Her Scandinavian Studies degree at Sorbonne University included language courses both in Swedish and Finnish. But it was a Swedish-speaking choir in Paris that introduced her to a community. 

She arrived in Finland in 2011 on an Erasmus exchange program and has stayed ever since. 

She chose Helsinki over Stockholm as Finland felt less explored than Sweden among her peers, and because she had heard that adapting to Stockholm’s “closed-off” social life could be tough. 

Community interactions through the choir motivated her to seek out Swedish-language choirs as soon as she landed in Finland. It became her “gateway” into the Swedish-speaking Finns in Helsinki, even though she had taken a similar course in Finnish. 

“It was easy for me to integrate with Swedish speakers in Helsinki because we shared a lot of cultural capital,” Matikainen-Soreau explains.  

She is referring to the similarities in manners, social etiquette, and academic orientation that resonated with her own background as a scholar and as someone who grew up in the suburbs of Paris. 

She feels that compared to the Finnish speakers, Swedish speakers in Finland are more used to interacting with people whose first language is not Swedish but who try to speak it. Because Swedish is a minority language in the country, they tend to value such efforts. 

“They’ll be patient and grateful to hear someone trying,” she says. “They’ll help, give you time, provide words when you get stuck, and so on.” 

Matikainen-Soreau currently works as a post-doctoral researcher at the University of Helsinki’s Swedish School of Social Science. Although she has a solid conversational command of Finnish, she describes herself as “living” in Swedish. 

“I always watch Swedish theatre. I start my day listening to the radio in Swedish, and I watch and read the news in Swedish,” she emphasizes. 

But Matikainen-Soreau acknowledges the challenges that arise from resistance to providing services in Swedish within various Finnish public and private administrations. 

She counters this by always requesting services in Swedish first and by “negotiating” as much as possible to make sure that happens. She turns to other languages only as a last resort. 

Mohamed Jebali: Ostrobothnia’s reality is not Espoo’s reality 

Mohamed Jebali’s experience of Finland began in the Ostrobothnia region, where Swedish is the majority language. Originally from Tunisia and having worked as a cook in southern France, he moved to Finland in 2010 with his then Finland-Swede partner. 

He prioritized Swedish as his integration language, living in predominantly Swedish-speaking Kronoby and Pedersöre, and because his work in a restaurant required regular interaction with clients and colleagues. 

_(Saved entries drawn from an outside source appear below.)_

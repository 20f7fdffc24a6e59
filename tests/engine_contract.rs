//! Contract tests for the request/response lifecycle.
//!
//! Pins the externally observable guarantees: requests are only accepted
//! while idle, the activity flag tracks the phase machine, the round
//! counter is strictly monotonic within a running phase, and a completed
//! response stays frozen until collected.

use simon_core::{
    BlockRequest, ControlPhase, Direction, SimonCoreError, StreamingFront,
};

fn simon64_128() -> StreamingFront {
    StreamingFront::new(32, 4).unwrap()
}

fn encrypt_request() -> BlockRequest {
    BlockRequest {
        direction: Direction::Encrypt,
        key: vec![0x1b1a1918, 0x13121110, 0x0b0a0908, 0x03020100],
        text: [0x656b696c, 0x20646e75],
    }
}

fn decrypt_request() -> BlockRequest {
    BlockRequest {
        direction: Direction::Decrypt,
        key: vec![0x1b1a1918, 0x13121110, 0x0b0a0908, 0x03020100],
        text: [0x44c8fc20, 0xb9dfa07a],
    }
}

#[test]
fn requests_are_rejected_through_the_whole_lifecycle() {
    let mut front = simon64_128();
    front.try_submit(decrypt_request()).unwrap();
    // Busy from acceptance until the response is taken, across every phase.
    let mut guard = 0;
    while !front.response_ready() {
        let rejected = front.try_submit(encrypt_request()).unwrap_err();
        assert_eq!(rejected.reason, SimonCoreError::EngineBusy);
        front.step();
        guard += 1;
        assert!(guard < 1000, "decryption never completed");
    }
    let rejected = front.try_submit(encrypt_request()).unwrap_err();
    assert_eq!(rejected.reason, SimonCoreError::EngineBusy);
    front.take_response().unwrap();
    // Idle again: the next request goes through.
    front.try_submit(encrypt_request()).unwrap();
}

#[test]
fn activity_flag_is_false_only_in_idle() {
    let mut front = simon64_128();
    assert!(front.is_idle());
    assert_eq!(front.engine().phase(), ControlPhase::Idle);
    front.try_submit(encrypt_request()).unwrap();
    while !front.response_ready() {
        assert!(!front.is_idle());
        front.step();
    }
    assert!(!front.is_idle());
    front.take_response().unwrap();
    assert!(front.is_idle());
}

#[test]
fn decrypt_phase_order_is_warmup_then_real_pass() {
    let mut front = simon64_128();
    front.try_submit(decrypt_request()).unwrap();
    let mut phases = vec![front.engine().phase()];
    while !front.response_ready() {
        front.step();
        let phase = front.engine().phase();
        if *phases.last().unwrap() != phase {
            phases.push(phase);
        }
    }
    assert_eq!(
        phases,
        vec![
            ControlPhase::DecKeyPrepare,
            ControlPhase::DecKeyRun,
            ControlPhase::DecPrepare,
            ControlPhase::DecRun,
            ControlPhase::Output,
        ]
    );
}

#[test]
fn encrypt_phase_order_is_single_pass() {
    let mut front = simon64_128();
    front.try_submit(encrypt_request()).unwrap();
    let mut phases = vec![front.engine().phase()];
    while !front.response_ready() {
        front.step();
        let phase = front.engine().phase();
        if *phases.last().unwrap() != phase {
            phases.push(phase);
        }
    }
    assert_eq!(
        phases,
        vec![
            ControlPhase::EncPrepare,
            ControlPhase::EncRun,
            ControlPhase::Output,
        ]
    );
}

#[test]
fn round_counter_is_strictly_monotonic_within_a_run() {
    let mut front = simon64_128();
    front.try_submit(encrypt_request()).unwrap();
    front.step();
    let mut previous = front.engine().round_counter();
    assert_eq!(previous, 0);
    while front.engine().phase() == ControlPhase::EncRun {
        front.step();
        let current = front.engine().round_counter();
        assert_eq!(current, previous + 1);
        previous = current;
    }
    assert_eq!(previous, front.engine().config().round_count());
}

#[test]
fn response_is_stable_under_extra_steps() {
    let mut front = simon64_128();
    front.try_submit(encrypt_request()).unwrap();
    while !front.response_ready() {
        front.step();
    }
    for _ in 0..500 {
        front.step();
        assert!(front.response_ready());
    }
    let response = front.take_response().unwrap();
    assert_eq!(response.text, [0x44c8fc20, 0xb9dfa07a]);
    assert_eq!(response.direction, Direction::Encrypt);
    assert!(front.take_response().is_none());
}

#[test]
fn back_to_back_operations_reuse_the_engine_cleanly() {
    let mut front = simon64_128();
    // Encrypt, decrypt, encrypt again: state from one operation must not
    // leak into the next.
    let first = front.execute(encrypt_request()).unwrap();
    let restored = front.execute(decrypt_request()).unwrap();
    assert_eq!(restored.text, [0x656b696c, 0x20646e75]);
    let second = front.execute(encrypt_request()).unwrap();
    assert_eq!(first.text, second.text);
}

#[test]
fn direction_is_echoed_in_the_response() {
    let mut front = simon64_128();
    let response = front.execute(decrypt_request()).unwrap();
    assert_eq!(response.direction, Direction::Decrypt);
}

When Jebali had to move to Kokkola in 2021, a city where 83 percent of the population is Finnish-speaking, he began to feel the limitations of functioning socially and professionally in Swedish. 

He had faced countless rejections – solely because he was unable to speak Finnish – before securing a job in the city as a cook at an organization that promotes health care for Swedish-speaking people in Finland. 

Mohamed Jebali faced multiple difficulties in areas where Swedish was not the majority language.

Jebali encountered difficulties with customer transactions in Finnish and with novelties in internal systems, such as fire safety manuals and first aid training, which were provided exclusively in Finnish rather than bilingually. 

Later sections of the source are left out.